What to do: Restate word for word the lines of the records below, starting at the line that contains "filename crates/holo_objecter/src/objecter/types.rs" and ending at the line that contains "pub struct ObjectId(pub String);", with both of those lines included and nothing else.

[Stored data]
******

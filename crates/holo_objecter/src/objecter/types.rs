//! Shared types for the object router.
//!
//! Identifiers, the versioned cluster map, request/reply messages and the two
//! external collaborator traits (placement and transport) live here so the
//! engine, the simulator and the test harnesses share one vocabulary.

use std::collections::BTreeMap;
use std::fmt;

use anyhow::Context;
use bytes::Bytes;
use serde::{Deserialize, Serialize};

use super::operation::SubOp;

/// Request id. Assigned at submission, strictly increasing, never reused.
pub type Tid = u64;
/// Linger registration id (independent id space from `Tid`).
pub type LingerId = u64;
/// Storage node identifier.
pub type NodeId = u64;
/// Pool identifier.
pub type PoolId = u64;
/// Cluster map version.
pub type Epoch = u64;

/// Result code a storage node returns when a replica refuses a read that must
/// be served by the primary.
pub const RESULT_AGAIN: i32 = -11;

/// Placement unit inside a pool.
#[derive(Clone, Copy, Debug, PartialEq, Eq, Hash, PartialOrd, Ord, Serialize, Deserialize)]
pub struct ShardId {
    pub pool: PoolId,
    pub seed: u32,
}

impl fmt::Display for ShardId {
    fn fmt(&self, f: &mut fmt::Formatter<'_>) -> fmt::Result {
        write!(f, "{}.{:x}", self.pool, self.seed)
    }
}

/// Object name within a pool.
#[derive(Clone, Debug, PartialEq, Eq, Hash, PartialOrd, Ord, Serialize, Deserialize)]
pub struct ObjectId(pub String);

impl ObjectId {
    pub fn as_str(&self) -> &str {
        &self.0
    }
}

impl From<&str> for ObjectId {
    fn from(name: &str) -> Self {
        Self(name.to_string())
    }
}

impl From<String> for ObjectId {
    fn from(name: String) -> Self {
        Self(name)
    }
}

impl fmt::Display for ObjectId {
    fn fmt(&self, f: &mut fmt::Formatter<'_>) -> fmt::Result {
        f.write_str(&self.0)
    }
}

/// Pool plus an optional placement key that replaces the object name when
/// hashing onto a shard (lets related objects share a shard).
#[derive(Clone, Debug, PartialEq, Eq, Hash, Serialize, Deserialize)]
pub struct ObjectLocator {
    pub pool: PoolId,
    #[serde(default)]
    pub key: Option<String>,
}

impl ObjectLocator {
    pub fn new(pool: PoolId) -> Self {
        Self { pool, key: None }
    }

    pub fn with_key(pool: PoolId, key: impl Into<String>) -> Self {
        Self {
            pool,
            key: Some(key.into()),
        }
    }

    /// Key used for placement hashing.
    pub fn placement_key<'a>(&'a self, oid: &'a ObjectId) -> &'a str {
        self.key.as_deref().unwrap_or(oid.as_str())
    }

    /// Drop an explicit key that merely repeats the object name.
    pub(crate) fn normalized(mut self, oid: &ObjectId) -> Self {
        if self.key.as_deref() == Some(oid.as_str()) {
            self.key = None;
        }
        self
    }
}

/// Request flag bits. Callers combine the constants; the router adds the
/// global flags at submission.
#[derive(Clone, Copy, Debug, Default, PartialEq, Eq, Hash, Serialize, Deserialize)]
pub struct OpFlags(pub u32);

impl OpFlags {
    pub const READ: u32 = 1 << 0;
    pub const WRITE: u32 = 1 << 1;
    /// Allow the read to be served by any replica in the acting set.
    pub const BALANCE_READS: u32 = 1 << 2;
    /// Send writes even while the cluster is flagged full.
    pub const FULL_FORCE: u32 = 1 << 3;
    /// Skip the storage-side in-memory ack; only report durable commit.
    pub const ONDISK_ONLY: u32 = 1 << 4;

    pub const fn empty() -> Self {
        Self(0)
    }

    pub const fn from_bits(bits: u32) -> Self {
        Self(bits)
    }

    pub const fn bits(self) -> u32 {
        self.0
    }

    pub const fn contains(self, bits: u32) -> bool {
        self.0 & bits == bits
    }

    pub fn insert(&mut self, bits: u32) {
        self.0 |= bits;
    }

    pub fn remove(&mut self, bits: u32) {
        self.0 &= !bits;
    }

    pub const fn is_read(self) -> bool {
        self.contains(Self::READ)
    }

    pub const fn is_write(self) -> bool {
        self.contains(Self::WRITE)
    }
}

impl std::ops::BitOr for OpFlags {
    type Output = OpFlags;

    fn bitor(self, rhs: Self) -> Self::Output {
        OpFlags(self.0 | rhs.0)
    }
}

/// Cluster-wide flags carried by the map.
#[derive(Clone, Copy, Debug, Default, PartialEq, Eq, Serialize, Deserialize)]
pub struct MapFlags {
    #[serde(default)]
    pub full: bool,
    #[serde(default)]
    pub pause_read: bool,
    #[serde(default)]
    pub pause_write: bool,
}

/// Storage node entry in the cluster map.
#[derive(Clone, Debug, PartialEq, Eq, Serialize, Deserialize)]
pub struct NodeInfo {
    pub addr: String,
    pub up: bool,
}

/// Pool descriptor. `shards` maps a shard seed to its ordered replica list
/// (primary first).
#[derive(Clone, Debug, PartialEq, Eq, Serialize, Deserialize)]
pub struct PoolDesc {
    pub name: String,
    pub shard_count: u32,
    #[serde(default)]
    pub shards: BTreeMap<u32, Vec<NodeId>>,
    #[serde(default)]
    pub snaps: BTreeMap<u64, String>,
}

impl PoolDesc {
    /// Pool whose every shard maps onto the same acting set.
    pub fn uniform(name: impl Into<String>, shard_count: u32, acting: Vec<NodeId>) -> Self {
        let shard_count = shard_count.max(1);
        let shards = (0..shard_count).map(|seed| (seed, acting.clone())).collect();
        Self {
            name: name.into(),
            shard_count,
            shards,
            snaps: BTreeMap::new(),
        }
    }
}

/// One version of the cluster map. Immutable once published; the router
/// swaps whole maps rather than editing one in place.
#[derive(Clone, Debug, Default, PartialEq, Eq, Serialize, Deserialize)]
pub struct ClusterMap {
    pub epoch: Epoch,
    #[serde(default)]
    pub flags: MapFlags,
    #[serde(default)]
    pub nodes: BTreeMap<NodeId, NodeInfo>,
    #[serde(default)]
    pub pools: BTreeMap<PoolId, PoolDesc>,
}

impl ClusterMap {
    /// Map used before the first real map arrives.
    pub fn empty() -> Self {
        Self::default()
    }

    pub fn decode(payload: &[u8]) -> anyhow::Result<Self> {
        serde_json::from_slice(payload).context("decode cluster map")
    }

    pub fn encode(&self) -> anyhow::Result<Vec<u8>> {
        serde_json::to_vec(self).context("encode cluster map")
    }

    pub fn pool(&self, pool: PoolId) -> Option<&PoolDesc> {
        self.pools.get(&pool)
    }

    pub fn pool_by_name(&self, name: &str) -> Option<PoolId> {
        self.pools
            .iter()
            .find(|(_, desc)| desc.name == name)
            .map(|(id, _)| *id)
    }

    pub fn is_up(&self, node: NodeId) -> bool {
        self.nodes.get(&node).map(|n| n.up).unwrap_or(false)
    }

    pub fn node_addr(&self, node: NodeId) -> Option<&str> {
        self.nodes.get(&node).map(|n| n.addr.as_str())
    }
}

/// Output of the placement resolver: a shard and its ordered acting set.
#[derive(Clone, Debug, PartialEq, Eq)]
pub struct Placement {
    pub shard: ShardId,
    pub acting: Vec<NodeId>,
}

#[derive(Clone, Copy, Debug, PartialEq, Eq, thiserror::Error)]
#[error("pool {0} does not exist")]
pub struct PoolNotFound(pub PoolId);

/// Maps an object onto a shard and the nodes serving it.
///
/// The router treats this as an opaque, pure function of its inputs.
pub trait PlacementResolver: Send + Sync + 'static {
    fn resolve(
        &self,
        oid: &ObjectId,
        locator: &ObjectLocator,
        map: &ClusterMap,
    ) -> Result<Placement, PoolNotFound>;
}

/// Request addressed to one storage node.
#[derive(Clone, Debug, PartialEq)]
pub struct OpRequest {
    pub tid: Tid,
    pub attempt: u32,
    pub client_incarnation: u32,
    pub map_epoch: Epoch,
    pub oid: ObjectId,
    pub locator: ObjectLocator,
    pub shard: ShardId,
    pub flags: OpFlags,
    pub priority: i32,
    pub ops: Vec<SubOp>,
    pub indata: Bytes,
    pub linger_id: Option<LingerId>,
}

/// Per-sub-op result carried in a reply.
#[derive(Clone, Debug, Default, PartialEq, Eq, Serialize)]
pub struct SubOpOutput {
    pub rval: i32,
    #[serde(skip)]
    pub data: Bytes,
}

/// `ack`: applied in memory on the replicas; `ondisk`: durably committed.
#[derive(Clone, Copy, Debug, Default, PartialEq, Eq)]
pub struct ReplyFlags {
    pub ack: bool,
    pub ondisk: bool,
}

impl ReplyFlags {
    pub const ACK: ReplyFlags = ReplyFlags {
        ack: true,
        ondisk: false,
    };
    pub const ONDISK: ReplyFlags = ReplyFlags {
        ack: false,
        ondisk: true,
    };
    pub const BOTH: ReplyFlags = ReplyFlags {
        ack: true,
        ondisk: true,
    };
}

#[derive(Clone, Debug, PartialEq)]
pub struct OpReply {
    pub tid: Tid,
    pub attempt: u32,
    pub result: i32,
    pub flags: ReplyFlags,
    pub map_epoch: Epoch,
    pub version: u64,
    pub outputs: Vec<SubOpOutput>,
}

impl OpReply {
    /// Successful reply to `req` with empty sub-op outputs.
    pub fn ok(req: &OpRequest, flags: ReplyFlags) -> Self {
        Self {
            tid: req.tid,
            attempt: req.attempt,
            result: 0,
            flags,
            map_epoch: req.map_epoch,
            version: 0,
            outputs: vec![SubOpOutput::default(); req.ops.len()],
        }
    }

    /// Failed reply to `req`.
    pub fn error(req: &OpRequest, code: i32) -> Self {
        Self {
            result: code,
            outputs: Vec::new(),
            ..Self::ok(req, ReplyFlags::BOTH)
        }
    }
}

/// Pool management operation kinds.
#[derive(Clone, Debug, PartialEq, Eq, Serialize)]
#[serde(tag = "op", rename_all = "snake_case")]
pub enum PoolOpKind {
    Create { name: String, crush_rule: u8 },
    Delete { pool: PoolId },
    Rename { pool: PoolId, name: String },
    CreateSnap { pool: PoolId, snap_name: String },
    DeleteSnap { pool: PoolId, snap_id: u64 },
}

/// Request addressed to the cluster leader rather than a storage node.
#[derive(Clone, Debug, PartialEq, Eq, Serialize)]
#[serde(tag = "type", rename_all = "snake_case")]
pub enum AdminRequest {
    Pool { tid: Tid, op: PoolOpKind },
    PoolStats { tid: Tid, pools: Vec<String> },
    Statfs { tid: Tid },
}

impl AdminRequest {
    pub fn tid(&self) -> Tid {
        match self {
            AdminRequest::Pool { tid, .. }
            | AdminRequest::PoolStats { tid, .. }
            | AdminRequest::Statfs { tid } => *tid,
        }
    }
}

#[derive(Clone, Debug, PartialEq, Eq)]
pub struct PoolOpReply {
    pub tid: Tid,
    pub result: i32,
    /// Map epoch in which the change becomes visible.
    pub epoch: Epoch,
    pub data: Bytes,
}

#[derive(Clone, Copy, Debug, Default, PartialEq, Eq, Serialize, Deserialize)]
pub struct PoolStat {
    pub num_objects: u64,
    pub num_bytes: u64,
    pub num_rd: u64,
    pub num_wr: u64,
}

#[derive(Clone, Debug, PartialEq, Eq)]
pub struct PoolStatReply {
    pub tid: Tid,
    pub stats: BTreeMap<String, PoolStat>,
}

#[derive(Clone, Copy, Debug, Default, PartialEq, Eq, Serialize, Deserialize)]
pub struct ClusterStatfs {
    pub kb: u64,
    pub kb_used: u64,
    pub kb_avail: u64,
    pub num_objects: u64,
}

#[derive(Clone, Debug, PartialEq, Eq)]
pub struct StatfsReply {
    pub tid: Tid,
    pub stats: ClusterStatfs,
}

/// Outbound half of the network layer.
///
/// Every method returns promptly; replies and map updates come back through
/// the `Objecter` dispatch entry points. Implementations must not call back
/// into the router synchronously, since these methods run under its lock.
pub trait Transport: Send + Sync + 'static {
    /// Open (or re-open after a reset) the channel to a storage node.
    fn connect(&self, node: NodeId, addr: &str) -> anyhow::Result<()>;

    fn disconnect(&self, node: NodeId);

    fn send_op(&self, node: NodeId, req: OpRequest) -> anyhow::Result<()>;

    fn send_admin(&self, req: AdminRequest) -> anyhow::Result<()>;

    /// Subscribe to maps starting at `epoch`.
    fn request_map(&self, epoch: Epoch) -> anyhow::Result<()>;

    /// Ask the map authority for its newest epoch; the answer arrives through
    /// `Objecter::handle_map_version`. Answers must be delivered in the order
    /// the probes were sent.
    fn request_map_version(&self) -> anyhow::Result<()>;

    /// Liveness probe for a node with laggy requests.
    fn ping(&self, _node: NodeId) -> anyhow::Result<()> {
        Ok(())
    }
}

******

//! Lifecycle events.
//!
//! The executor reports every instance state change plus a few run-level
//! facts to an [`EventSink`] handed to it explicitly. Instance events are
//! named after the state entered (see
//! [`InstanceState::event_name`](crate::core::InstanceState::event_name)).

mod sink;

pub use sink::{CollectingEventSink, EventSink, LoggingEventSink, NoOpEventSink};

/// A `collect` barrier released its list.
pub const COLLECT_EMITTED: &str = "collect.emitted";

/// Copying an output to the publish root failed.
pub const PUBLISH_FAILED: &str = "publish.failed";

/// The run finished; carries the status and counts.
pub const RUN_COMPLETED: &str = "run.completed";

******

Written response:
filename crates/holo_objecter/src/objecter/types.rs
//! Shared types for the object router.
//!
//! Identifiers, the versioned cluster map, request/reply messages and the two
//! external collaborator traits (placement and transport) live here so the
//! engine, the simulator and the test harnesses share one vocabulary.

use std::collections::BTreeMap;
use std::fmt;

use anyhow::Context;
use bytes::Bytes;
use serde::{Deserialize, Serialize};

use super::operation::SubOp;

/// Request id. Assigned at submission, strictly increasing, never reused.
pub type Tid = u64;
/// Linger registration id (independent id space from `Tid`).
pub type LingerId = u64;
/// Storage node identifier.
pub type NodeId = u64;
/// Pool identifier.
pub type PoolId = u64;
/// Cluster map version.
pub type Epoch = u64;

/// Result code a storage node returns when a replica refuses a read that must
/// be served by the primary.
pub const RESULT_AGAIN: i32 = -11;

/// Placement unit inside a pool.
#[derive(Clone, Copy, Debug, PartialEq, Eq, Hash, PartialOrd, Ord, Serialize, Deserialize)]
pub struct ShardId {
    pub pool: PoolId,
    pub seed: u32,
}

impl fmt::Display for ShardId {
    fn fmt(&self, f: &mut fmt::Formatter<'_>) -> fmt::Result {
        write!(f, "{}.{:x}", self.pool, self.seed)
    }
}

/// Object name within a pool.
#[derive(Clone, Debug, PartialEq, Eq, Hash, PartialOrd, Ord, Serialize, Deserialize)]
pub struct ObjectId(pub String);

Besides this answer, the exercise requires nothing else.